[TASK STATEMENT] Below is a set of entries; copy all of them exactly.

(Beginning of GIVEN DATA)

//! Prompts for prescription extraction and patient-friendly simplification.

use std::fmt;

use prescripto_core::ExtractedData;

/// Instruction sent alongside the prescription image.
pub const EXTRACTION_PROMPT: &str = r#"You are a medical prescription parser.
Read this handwritten prescription image carefully and extract every visible
medicine and instruction.

Return ONLY this JSON object. No markdown, no explanation:
{
  "patientName": "",
  "doctorName": "",
  "date": "",
  "diagnosis": "",
  "medicines": [
    {
      "name": "",
      "type": "tablet | capsule | syrup | suspension | injection | drops | cream | ointment",
      "dosage": "",
      "frequency": "",
      "timing": "",
      "duration": "",
      "confidence": "high | medium | low"
    }
  ],
  "doctorNotes": "",
  "warnings": []
}

Confidence rules:
high   = clearly legible, you are certain
medium = partially legible, reasonable guess
low    = unclear, you are uncertain

Copy frequency and timing exactly as written (e.g. "1-0-1", "BD", "PC").

CRITICAL:
- Do NOT add or change any medical information
- Leave a field as an empty string if it is unreadable
- Return ONLY the JSON object"#;

/// Languages supported for patient instructions.
#[derive(Debug, Clone, Copy, PartialEq, Eq, Default)]
pub enum Language {
    #[default]
    English,
    Hindi,
    Marathi,
}

impl Language {
    pub fn as_str(&self) -> &'static str {
        match self {
            Language::English => "english",
            Language::Hindi => "hindi",
            Language::Marathi => "marathi",
        }
    }

    /// Case-insensitive; unknown languages are rejected.
    pub fn parse(s: &str) -> Option<Self> {
        match s.trim().to_lowercase().as_str() {
            "english" | "en" => Some(Language::English),
            "hindi" | "hi" => Some(Language::Hindi),
            "marathi" | "mr" => Some(Language::Marathi),
            _ => None,
        }
    }
}

impl fmt::Display for Language {
    fn fmt(&self, f: &mut fmt::Formatter<'_>) -> fmt::Result {
        f.write_str(self.as_str())
    }
}

/// Build the patient-friendly rewrite request for a normalized record.
pub fn build_simplification_prompt(
    data: &ExtractedData,
    language: Language,
) -> Result<String, serde_json::Error> {
    let record = serde_json::to_string_pretty(data)?;

    Ok(format!(
        r#"You are a patient communication assistant.
Turn this prescription into simple instructions for the patient.
Target language: {language}

Prescription data:
{record}

Rules:
- Everyday words, no medical jargon
- Warm, reassuring tone
- One short paragraph per medicine
- Do NOT add or change any medical information
- Write the ENTIRE response in {language} only
- Finish with a brief general reminder about taking medicines safely"#
    ))
}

(End of GIVEN DATA)

[THE ANSWER]
//! Prompts for prescription extraction and patient-friendly simplification.

use std::fmt;

use prescripto_core::ExtractedData;

/// Instruction sent alongside the prescription image.
pub const EXTRACTION_PROMPT: &str = r#"You are a medical prescription parser.
Read this handwritten prescription image carefully and extract every visible
medicine and instruction.

Return ONLY this JSON object. No markdown, no explanation:
{
  "patientName": "",
  "doctorName": "",
  "date": "",
  "diagnosis": "",
  "medicines": [
    {
      "name": "",
      "type": "tablet | capsule | syrup | suspension | injection | drops | cream | ointment",
      "dosage": "",
      "frequency": "",
      "timing": "",
      "duration": "",
      "confidence": "high | medium | low"
    }
  ],
  "doctorNotes": "",
  "warnings": []
}

Confidence rules:
high   = clearly legible, you are certain
medium = partially legible, reasonable guess
low    = unclear, you are uncertain

Copy frequency and timing exactly as written (e.g. "1-0-1", "BD", "PC").

CRITICAL:
- Do NOT add or change any medical information
- Leave a field as an empty string if it is unreadable
- Return ONLY the JSON object"#;

/// Languages supported for patient instructions.
#[derive(Debug, Clone, Copy, PartialEq, Eq, Default)]
pub enum Language {
    #[default]
    English,
    Hindi,
    Marathi,
}

impl Language {
    pub fn as_str(&self) -> &'static str {
        match self {
            Language::English => "english",
            Language::Hindi => "hindi",
            Language::Marathi => "marathi",
        }
    }

    /// Case-insensitive; unknown languages are rejected.
    pub fn parse(s: &str) -> Option<Self> {
        match s.trim().to_lowercase().as_str() {
            "english" | "en" => Some(Language::English),
            "hindi" | "hi" => Some(Language::Hindi),
            "marathi" | "mr" => Some(Language::Marathi),
            _ => None,
        }
    }
}

impl fmt::Display for Language {
    fn fmt(&self, f: &mut fmt::Formatter<'_>) -> fmt::Result {
        f.write_str(self.as_str())
    }
}

/// Build the patient-friendly rewrite request for a normalized record.
pub fn build_simplification_prompt(
    data: &ExtractedData,
    language: Language,
) -> Result<String, serde_json::Error> {
    let record = serde_json::to_string_pretty(data)?;

    Ok(format!(
        r#"You are a patient communication assistant.
Turn this prescription into simple instructions for the patient.
Target language: {language}

Prescription data:
{record}

Rules:
- Everyday words, no medical jargon
- Warm, reassuring tone
- One short paragraph per medicine
- Do NOT add or change any medical information
- Write the ENTIRE response in {language} only
- Finish with a brief general reminder about taking medicines safely"#
    ))
}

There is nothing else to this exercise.